Researchers in the UK are joining an international effort to find out what the universe looked like a fraction of a second after it appeared, and how the cosmic order we see today emerged from primordial chaos.
Six British universities are to analyze data and build new instruments for the Simons Observatory, a group of telescopes that scan the sky from a vantage point on Cerro Toco, 5,300 meters above the Atacama Desert in Chile.
The observatory houses a 20-foot telescope and three smaller 16-inch instruments that measure the cosmic microwave background (CMB) – the heat left over from the birth of the universe. British scientists will build two more telescopes to increase the sensitivity of the facility.
Dr Colin Vincent, associate director for astronomy at the Council for Science and Technology Facilities, said funding the UK researchers would allow them to ‘spearhead discoveries’ alongside teams from other countries and discover ” the secrets of the mists of time”.
American radio astronomers stumbled upon the existence of the CMB in the 1960s when they looked into the origins of a puzzling “buzz” that came from all over the sky. The mysterious microwaves have been duly traced back to the heat of the early universe, which cooled as it expanded.
Through detailed measurements of the CMB, astronomers hope to know what the universe looked like a billionth of a billionth of a billionth of a second after the universe began. Many scientists believe that tiny energy fluctuations in the early universe became seeds for galaxies and galaxy clusters as the universe went through a profound period of expansion known as cosmic inflation.
The Simons Observatory aims to measure the CMB with such precision that researchers can determine which of the many proposed inflation patterns the universe appears to have followed. The observatory also aims to shed light on dark matter, the mysterious invisible substance that clings to galaxies, and the proposed dark energy believed to drive the expansion of the universe, and chase primordial gravitational waves – brief shivers in space-time that may have raced through the universe from its onset.

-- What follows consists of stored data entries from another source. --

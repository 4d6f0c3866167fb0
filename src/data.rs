//! Training/tagging data model: attributed items grouped into sequence
//! instances, collected into a dataset.
//!
//! Generalizes `ner-core`'s `FeatureVector` (a `HashMap<String, f64>` per
//! token) to numeric attribute ids, since the encoder and feature table
//! need O(1), cache-friendly access rather than string hashing on every
//! forward-backward pass.

use serde::{Deserialize, Serialize};

use crate::dictionary::{Dictionary, VecDictionary};

/// One (attribute, weight) observation attached to an item.
///
/// `scale` lets a caller express real-valued observations (counts,
/// normalized frequencies) rather than pure presence/absence; a plain
/// boolean attribute is written with `scale: 1.0`.
#[derive(Debug, Clone, Copy, PartialEq, Serialize, Deserialize)]
pub struct AttributeContent {
    pub attribute_id: u32,
    pub scale: f64,
}

impl AttributeContent {
    pub fn new(attribute_id: u32, scale: f64) -> Self {
        AttributeContent {
            attribute_id,
            scale,
        }
    }
}

/// A single position in a sequence: its sparse attribute vector.
#[derive(Debug, Clone, Default, Serialize, Deserialize)]
pub struct Item {
    pub attributes: Vec<AttributeContent>,
}

impl Item {
    pub fn new() -> Self {
        Item::default()
    }

    pub fn push(&mut self, attribute_id: u32, scale: f64) {
        self.attributes.push(AttributeContent::new(attribute_id, scale));
    }

    pub fn is_empty(&self) -> bool {
        self.attributes.is_empty()
    }
}

/// One labeled (or, at tagging time, unlabeled) sequence.
#[derive(Debug, Clone, Default, Serialize, Deserialize)]
pub struct Instance {
    pub items: Vec<Item>,
    /// Gold label ids, one per item. Empty for tagging-only instances.
    pub labels: Vec<u32>,
    /// Arbitrary partition id used for holdout evaluation (§5).
    pub group_id: u32,
}

impl Instance {
    pub fn new() -> Self {
        Instance::default()
    }

    pub fn len(&self) -> usize {
        self.items.len()
    }

    pub fn is_empty(&self) -> bool {
        self.items.is_empty()
    }

    pub fn is_labeled(&self) -> bool {
        !self.labels.is_empty()
    }
}

/// A collection of instances plus the interned label/attribute vocabularies
/// they reference.
///
/// The two dictionaries are sealed the first time `Encoder::initialize` is
/// called on this dataset (§5's "sealing" lifecycle): after that point
/// `append` may still add instances that use already-known attributes and
/// labels, but unseen strings can no longer be interned through the
/// dataset's own helpers.
#[derive(Debug, Default)]
pub struct Dataset {
    pub instances: Vec<Instance>,
    pub labels: VecDictionary,
    pub attributes: VecDictionary,
}

impl Dataset {
    pub fn new() -> Self {
        Dataset::default()
    }

    pub fn push(&mut self, instance: Instance) {
        self.instances.push(instance);
    }

    pub fn len(&self) -> usize {
        self.instances.len()
    }

    pub fn is_empty(&self) -> bool {
        self.instances.is_empty()
    }

    pub fn num_labels(&self) -> usize {
        self.labels.size()
    }

    pub fn num_attrs(&self) -> usize {
        self.attributes.size()
    }

    /// Seal both dictionaries, fixing the feature space. Idempotent.
    pub fn seal(&mut self) {
        self.labels.seal();
        self.attributes.seal();
    }

    pub fn is_sealed(&self) -> bool {
        self.labels.is_sealed() && self.attributes.is_sealed()
    }

    /// Instances whose `group_id` matches `holdout_group`, for evaluation.
    pub fn group<'a>(&'a self, group_id: u32) -> impl Iterator<Item = &'a Instance> + 'a {
        self.instances.iter().filter(move |inst| inst.group_id == group_id)
    }

    /// Splits a sealed dataset into `(training, holdout)` datasets sharing
    /// the same sealed label/attribute dictionaries, per spec §4.4's
    /// `trainset`/`testset` split: a holdout group's instances take no
    /// part in feature generation or gradient computation, only in
    /// post-training evaluation.
    pub fn split_holdout(&self, holdout_group: Option<u32>) -> (Dataset, Dataset) {
        let mut train = Dataset {
            instances: Vec::new(),
            labels: self.labels.clone(),
            attributes: self.attributes.clone(),
        };
        let mut holdout = Dataset {
            instances: Vec::new(),
            labels: self.labels.clone(),
            attributes: self.attributes.clone(),
        };
        for inst in &self.instances {
            match holdout_group {
                Some(g) if inst.group_id == g => holdout.instances.push(inst.clone()),
                _ => train.instances.push(inst.clone()),
            }
        }
        (train, holdout)
    }
}

#[cfg(test)]
mod tests {
    use super::*;

    #[test]
    fn dataset_interns_labels_and_attributes() {
        let mut ds = Dataset::new();
        let per = ds.labels.intern("PER").unwrap();
        let attr = ds.attributes.intern("word=Maria").unwrap();

        let mut item = Item::new();
        item.push(attr, 1.0);

        let mut inst = Instance::new();
        inst.items.push(item);
        inst.labels.push(per);
        ds.push(inst);

        assert_eq!(ds.len(), 1);
        assert_eq!(ds.num_labels(), 1);
        assert_eq!(ds.num_attrs(), 1);
    }

    #[test]
    fn sealing_blocks_new_vocabulary() {
        let mut ds = Dataset::new();
        ds.labels.intern("PER").unwrap();
        ds.seal();
        assert!(ds.is_sealed());
        assert_eq!(ds.labels.intern("LOC"), None);
    }

    #[test]
    fn group_filters_by_holdout_partition() {
        let mut ds = Dataset::new();
        let mut a = Instance::new();
        a.group_id = 0;
        let mut b = Instance::new();
        b.group_id = 1;
        ds.push(a);
        ds.push(b);
        assert_eq!(ds.group(1).count(), 1);
    }
}
//! The encoder: bridges a generic training driver to the inference
//! context and feature table, exposing both the batch (L-BFGS-facing)
//! objective and the online single-instance surface (spec §4.3).
//!
//! `original_source` has three near-duplicate implementations of this
//! same idea (`crf1m.c`, `crf1d_learn.c`, `crf1d_train.c`); this collapses
//! them into one type parameterized only by which surface a driver calls,
//! per the Design Notes. The shared state/transition/score kernels live
//! in `context.rs`.

use crate::data::{Dataset, Instance, Item};
use crate::error::{CrfError, Result};
use crate::features::{FeatureGenOptions, FeatureKind, FeatureTable};

use crate::context::Context;

/// Generates features from a dataset, allocates an inference context
/// sized for the dataset's longest instance, and exposes the batch and
/// online objective surfaces described in spec §4.3.
pub struct Encoder {
    features: FeatureTable,
    context: Context,
    num_labels: usize,
    num_attrs: usize,
    weights: Vec<f64>,
    weight_scale: f64,
    training_instances: Vec<Instance>,

    // Items and labels of whatever instance `set_instance` last bound;
    // kept owned (rather than borrowed) so the encoder's lifetime stays
    // independent of the caller's dataset.
    current_items: Vec<Item>,
    current_labels: Vec<u32>,
}

impl Encoder {
    /// `initialize(dataset) -> K` (spec §4.3): generate features, build
    /// refs, allocate context for max T, return K = |features|.
    pub fn initialize(dataset: &Dataset, opts: FeatureGenOptions) -> Result<Self> {
        if !dataset.is_sealed() {
            return Err(CrfError::InternalLogic(
                "dataset must be sealed before Encoder::initialize".into(),
            ));
        }
        let num_labels = dataset.num_labels();
        let num_attrs = dataset.num_attrs();
        if num_labels == 0 {
            return Err(CrfError::Incompatible("dataset has no labels".into()));
        }

        let features = FeatureTable::generate(dataset, num_labels, num_attrs, opts);
        let max_t = dataset.instances.iter().map(Instance::len).max().unwrap_or(0);

        let mut context = Context::new(num_labels);
        if max_t > 0 {
            context.set_num_items(max_t);
        }

        let training_instances: Vec<Instance> = dataset
            .instances
            .iter()
            .filter(|inst| inst.is_labeled())
            .cloned()
            .collect();

        Ok(Encoder {
            weights: vec![0.0; features.len()],
            features,
            context,
            num_labels,
            num_attrs,
            weight_scale: 1.0,
            training_instances,
            current_items: Vec::new(),
            current_labels: Vec::new(),
        })
    }

    pub fn num_features(&self) -> usize {
        self.features.len()
    }

    pub fn num_labels(&self) -> usize {
        self.num_labels
    }

    pub fn num_attrs(&self) -> usize {
        self.num_attrs
    }

    pub fn features(&self) -> &FeatureTable {
        &self.features
    }

    pub fn num_training_instances(&self) -> usize {
        self.training_instances.len()
    }

    pub fn training_instance(&self, idx: usize) -> &Instance {
        &self.training_instances[idx]
    }

    /// `set_weights(w, scale)` (spec §4.3): stage a weight vector and
    /// uniform scale factor, and refill the transition table in log
    /// space (level 1 of the ladder).
    pub fn set_weights(&mut self, w: &[f64], scale: f64) {
        debug_assert_eq!(w.len(), self.features.len());
        self.weights.copy_from_slice(w);
        self.weight_scale = scale;
        self.context.reset_transitions();
        for (fid, feat) in self.features.iter() {
            if feat.kind == FeatureKind::Transition {
                let v = self.weights[fid as usize] * self.weight_scale;
                self.context.trans_mut(feat.src as usize)[feat.dst as usize] += v;
            }
        }
    }

    /// `set_instance(inst)` (spec §4.3): bind an instance, filling the
    /// state table (level 2) from the currently staged weights.
    pub fn set_instance(&mut self, inst: &Instance) {
        self.context.set_num_items(inst.len());
        self.context.reset_state();
        self.current_items = inst.items.clone();
        self.current_labels = inst.labels.clone();

        for (t, item) in self.current_items.iter().enumerate() {
            for content in &item.attributes {
                for &fid in self.features.attr_refs(content.attribute_id) {
                    let feat = self.features.get(fid);
                    let v = self.weights[fid as usize] * self.weight_scale * content.scale;
                    self.context.state_mut(t)[feat.dst as usize] += v;
                }
            }
        }
    }

    /// `viterbi(out_path, &score)` (spec §4.3): decode in log space.
    /// Requires the context to still hold additive tables (i.e. no
    /// `partition_factor`/`objective_and_gradients` call since the last
    /// `set_instance`).
    pub fn viterbi(&mut self) -> Result<(Vec<u32>, f64)> {
        self.context.viterbi()
    }

    /// Convenience used by the online drivers and holdout evaluation:
    /// binds `inst` and decodes it in one step.
    pub fn tag(&mut self, inst: &Instance) -> Result<(Vec<u32>, f64)> {
        self.set_instance(inst);
        self.viterbi()
    }

    /// `score(path, &score)` (spec §4.3).
    pub fn score(&self, path: &[u32]) -> f64 {
        self.context.score(path)
    }

    /// `partition_factor(&Z)` (spec §4.3): run the forward pass, return
    /// log Z.
    pub fn partition_factor(&mut self) -> Result<f64> {
        self.context.alpha_pass()?;
        Ok(self.context.log_norm)
    }

    /// `objective_and_gradients(f, g, gain)` (spec §4.3): for the
    /// currently bound instance, `g += gain * (observed - expected)`,
    /// `f = -log p`.
    pub fn objective_and_gradients(&mut self, f: &mut f64, g: &mut [f64], gain: f64) -> Result<()> {
        debug_assert_eq!(g.len(), self.features.len());
        if self.current_labels.len() != self.current_items.len() {
            return Err(CrfError::InternalLogic(
                "objective_and_gradients called on an unlabeled instance".into(),
            ));
        }

        let gold_score = self.context.score(&self.current_labels);
        self.context.alpha_pass()?;
        self.context.beta_pass()?;
        self.context.marginals()?;

        *f += self.context.log_norm - gold_score;
        self.accumulate(g, gain, true, true);
        Ok(())
    }

    /// `objective_and_gradients_batch(w, &f, g)` (spec §4.3): negative
    /// conditional log likelihood and its gradient over the whole
    /// training set. `g` is pre-initialized with `-feature.frequency`
    /// (the negated observation expectation, which already sums the
    /// observed term over every training instance), then only model
    /// expectations accumulate on top, with `+` sign -- the per-instance
    /// observed term must not be re-added here or it would cancel the
    /// pre-init exactly.
    pub fn objective_and_gradients_batch(
        &mut self,
        w: &[f64],
        f: &mut f64,
        g: &mut [f64],
    ) -> Result<()> {
        debug_assert_eq!(w.len(), self.features.len());
        debug_assert_eq!(g.len(), self.features.len());

        for (fid, feat) in self.features.iter() {
            g[fid as usize] = -feat.frequency;
        }
        *f = 0.0;

        self.set_weights(w, 1.0);
        let n = self.training_instances.len();
        for idx in 0..n {
            let inst = self.training_instances[idx].clone();
            self.set_instance(&inst);
            let gold_score = self.context.score(&self.current_labels);
            self.context.alpha_pass()?;
            self.context.beta_pass()?;
            self.context.marginals()?;
            *f += self.context.log_norm - gold_score;
            self.accumulate(g, 1.0, false, false);
        }
        Ok(())
    }

    /// `features_on_path(inst, path, sink)` (spec §4.3): enumerate
    /// `(feature_id, contribution)` pairs active for `path` on the
    /// currently bound instance. Used by averaged perceptron and
    /// passive-aggressive to form the symmetric difference of feature
    /// activations between gold and predicted paths.
    pub fn features_on_path(&self, path: &[u32], mut sink: impl FnMut(u32, f64)) {
        for (t, item) in self.current_items.iter().enumerate() {
            let label = path[t];
            for content in &item.attributes {
                for &fid in self.features.attr_refs(content.attribute_id) {
                    let feat = self.features.get(fid);
                    if feat.dst == label {
                        sink(fid, content.scale);
                    }
                }
            }
            if t >= 1 {
                let prev = path[t - 1];
                for &fid in self.features.label_refs(prev) {
                    let feat = self.features.get(fid);
                    if feat.dst == label {
                        sink(fid, 1.0);
                    }
                }
            }
        }
    }

    /// Accumulates this instance's contribution to the gradient.
    ///
    /// `add_observed` gates the `+ gain * observed` terms: the online
    /// surface (`objective_and_gradients`) wants them added per instance,
    /// but the batch surface (`objective_and_gradients_batch`) already
    /// folded the observed term into `g`'s `-feature.frequency` pre-init
    /// (summed once over the whole training set), so it passes
    /// `add_observed = false` to avoid re-adding -- and exactly
    /// cancelling -- that pre-init. `subtract_expected` picks the sign of
    /// the model-expectation term: online mode subtracts it (`observed -
    /// expected`), batch mode adds it on top of the negated frequency
    /// (`-frequency + expected`).
    fn accumulate(&self, g: &mut [f64], gain: f64, add_observed: bool, subtract_expected: bool) {
        let labels = &self.current_labels;
        for (t, item) in self.current_items.iter().enumerate() {
            let y = labels[t];
            for content in &item.attributes {
                for &fid in self.features.attr_refs(content.attribute_id) {
                    let feat = self.features.get(fid);
                    let expected = content.scale * self.context.state_marginal(t, feat.dst as usize);
                    if add_observed && feat.dst == y {
                        g[fid as usize] += gain * content.scale;
                    }
                    if subtract_expected {
                        g[fid as usize] -= gain * expected;
                    } else {
                        g[fid as usize] += gain * expected;
                    }
                }
            }
            if t >= 1 {
                let prev = labels[t - 1];
                for &fid in self.features.label_refs(prev) {
                    let feat = self.features.get(fid);
                    if add_observed && feat.dst == y {
                        g[fid as usize] += gain;
                    }
                }
            }
        }
        for i in 0..self.num_labels {
            for &fid in self.features.label_refs(i as u32) {
                let feat = self.features.get(fid);
                let expected = self.context.transition_marginal(i, feat.dst as usize);
                if subtract_expected {
                    g[fid as usize] -= gain * expected;
                } else {
                    g[fid as usize] += gain * expected;
                }
            }
        }
    }
}

#[cfg(test)]
mod tests {
    use super::*;
    use crate::data::Instance;
    use crate::dictionary::Dictionary;

    fn toy_dataset() -> Dataset {
        let mut ds = Dataset::new();
        let a0 = ds.attributes.intern("a0").unwrap();
        let a1 = ds.attributes.intern("a1").unwrap();
        let l0 = ds.labels.intern("A").unwrap();
        let l1 = ds.labels.intern("B").unwrap();

        let mut i0 = Item::new();
        i0.push(a0, 1.0);
        let mut i1 = Item::new();
        i1.push(a1, 1.0);

        let mut inst = Instance::new();
        inst.items = vec![i0, i1];
        inst.labels = vec![l0, l1];
        ds.push(inst);
        ds.seal();
        ds
    }

    #[test]
    fn initialize_counts_features() {
        let ds = toy_dataset();
        let enc = Encoder::initialize(&ds, FeatureGenOptions::default()).unwrap();
        // state(a0,A), state(a1,B), trans(A,B)
        assert_eq!(enc.num_features(), 3);
    }

    #[test]
    fn viterbi_matches_gold_with_strong_weights() {
        let ds = toy_dataset();
        let mut enc = Encoder::initialize(&ds, FeatureGenOptions::default()).unwrap();
        let w = vec![10.0; enc.num_features()];
        enc.set_weights(&w, 1.0);
        let inst = enc.training_instance(0).clone();
        enc.set_instance(&inst);
        let (path, _) = enc.viterbi().unwrap();
        assert_eq!(path, inst.labels);
    }

    #[test]
    fn partition_factor_is_positive_finite() {
        let ds = toy_dataset();
        let mut enc = Encoder::initialize(&ds, FeatureGenOptions::default()).unwrap();
        let w = vec![0.1; enc.num_features()];
        enc.set_weights(&w, 1.0);
        let inst = enc.training_instance(0).clone();
        enc.set_instance(&inst);
        let log_z = enc.partition_factor().unwrap();
        assert!(log_z.is_finite());
    }
}
//! Open-vocabulary string <-> id interning, used for both attributes and
//! labels. Grounded on the quark idiom in `original_source/lib/crf/src/
//! quark.c`, generalized behind a trait so the model reader can supply a
//! read-only, mmap-backed implementation without duplicating the mutable
//! one used during training.

use std::collections::HashMap;

/// A bidirectional string interner.
///
/// Implementations are expected to hand out stable, densely packed ids
/// starting at 0. Once `seal` has been called, further `intern` calls on
/// unknown strings must fail rather than silently growing the table --
/// this is what lets `Encoder::initialize` fix the feature space before
/// training starts.
pub trait Dictionary {
    /// Look up or assign an id for `key`. Returns `None` if the dictionary
    /// is sealed and `key` has never been seen before.
    fn intern(&mut self, key: &str) -> Option<u32>;

    /// Look up the id for `key` without inserting it.
    fn lookup(&self, key: &str) -> Option<u32>;

    /// Look up the string for a previously issued id.
    fn reverse(&self, id: u32) -> Option<&str>;

    /// Number of distinct entries.
    fn size(&self) -> usize;

    /// Prevent further growth. Idempotent.
    fn seal(&mut self);

    fn is_sealed(&self) -> bool;
}

/// Default in-memory dictionary backed by a growable vector plus a
/// reverse-lookup map.
#[derive(Debug, Default, Clone)]
pub struct VecDictionary {
    strings: Vec<String>,
    ids: HashMap<String, u32>,
    sealed: bool,
}

impl VecDictionary {
    pub fn new() -> Self {
        Self::default()
    }

    /// Build a sealed dictionary from an already-ordered list of strings,
    /// as when reconstructing one from a model file.
    pub fn from_strings(strings: Vec<String>) -> Self {
        let ids = strings
            .iter()
            .enumerate()
            .map(|(i, s)| (s.clone(), i as u32))
            .collect();
        VecDictionary {
            strings,
            ids,
            sealed: true,
        }
    }

    pub fn iter(&self) -> impl Iterator<Item = &str> {
        self.strings.iter().map(String::as_str)
    }
}

impl Dictionary for VecDictionary {
    fn intern(&mut self, key: &str) -> Option<u32> {
        if let Some(&id) = self.ids.get(key) {
            return Some(id);
        }
        if self.sealed {
            return None;
        }
        let id = self.strings.len() as u32;
        self.strings.push(key.to_owned());
        self.ids.insert(key.to_owned(), id);
        Some(id)
    }

    fn lookup(&self, key: &str) -> Option<u32> {
        self.ids.get(key).copied()
    }

    fn reverse(&self, id: u32) -> Option<&str> {
        self.strings.get(id as usize).map(String::as_str)
    }

    fn size(&self) -> usize {
        self.strings.len()
    }

    fn seal(&mut self) {
        self.sealed = true;
    }

    fn is_sealed(&self) -> bool {
        self.sealed
    }
}

#[cfg(test)]
mod tests {
    use super::*;

    #[test]
    fn interns_and_reuses_ids() {
        let mut d = VecDictionary::new();
        let a = d.intern("PER").unwrap();
        let b = d.intern("LOC").unwrap();
        let a2 = d.intern("PER").unwrap();
        assert_eq!(a, a2);
        assert_ne!(a, b);
        assert_eq!(d.reverse(a), Some("PER"));
        assert_eq!(d.size(), 2);
    }

    #[test]
    fn sealed_dictionary_rejects_new_keys() {
        let mut d = VecDictionary::new();
        d.intern("PER").unwrap();
        d.seal();
        assert_eq!(d.intern("PER"), Some(0));
        assert_eq!(d.intern("LOC"), None);
    }

    #[test]
    fn from_strings_is_sealed_and_ordered() {
        let d = VecDictionary::from_strings(vec!["O".into(), "PER".into()]);
        assert!(d.is_sealed());
        assert_eq!(d.lookup("PER"), Some(1));
        assert_eq!(d.reverse(0), Some("O"));
    }
}
//! Error types shared across the crate.

use std::io;

use thiserror::Error;

/// Result alias used throughout `crf-core`.
pub type Result<T> = std::result::Result<T, CrfError>;

/// Everything that can go wrong building, training, or applying a model.
///
/// Variant names mirror the `CRFERR_*` kinds of the C library this crate's
/// design is grounded on, so that callers porting code from that world find
/// a familiar shape.
#[derive(Debug, Error)]
pub enum CrfError {
    #[error("out of memory: {0}")]
    OutOfMemory(String),

    #[error("incompatible data: {0}")]
    Incompatible(String),

    #[error("numeric overflow: {0}")]
    Overflow(String),

    #[error("operation not supported: {0}")]
    NotSupported(String),

    #[error("internal logic error: {0}")]
    InternalLogic(String),

    #[error("not implemented: {0}")]
    NotImplemented(String),

    #[error("I/O error: {0}")]
    Io(#[from] io::Error),
}

impl CrfError {
    pub fn unknown_param(name: &str) -> Self {
        CrfError::NotSupported(format!("unknown parameter {name:?}"))
    }

    pub fn bad_param_value(name: &str, value: &str) -> Self {
        CrfError::Incompatible(format!("invalid value {value:?} for parameter {name:?}"))
    }
}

The US-led project involves 85 institutes from 13 countries, with Imperial College London and the universities of Cambridge, Cardiff, Manchester, Oxford and Sussex committing to new projects at the observatory from next month .
Professor Erminia Calabrese from the Cardiff School of Physics and Astronomy said the observatory will map the microwave sky with unprecedented sensitivity over the next decade. “Tiny fluctuations in CMB radiation tell us about the origins, content and evolution of the universe, and how all the structures we see in the night sky today began,” she said.
“Cardiff has been a member of the Simons Observatory since its inception, but this new UK investment will significantly broaden its participation and enable new contributions on hardware and data processing with unique UK technologies.”
Professor Mark Devlin, spokesman for the University of Pennsylvania’s Simons Observatory, said he was “very excited” about the UK teams joining the project. “Adding new telescopes and researchers will be a great addition to our program and help ensure that the Simons Observatory delivers amazing science for years to come,” he said.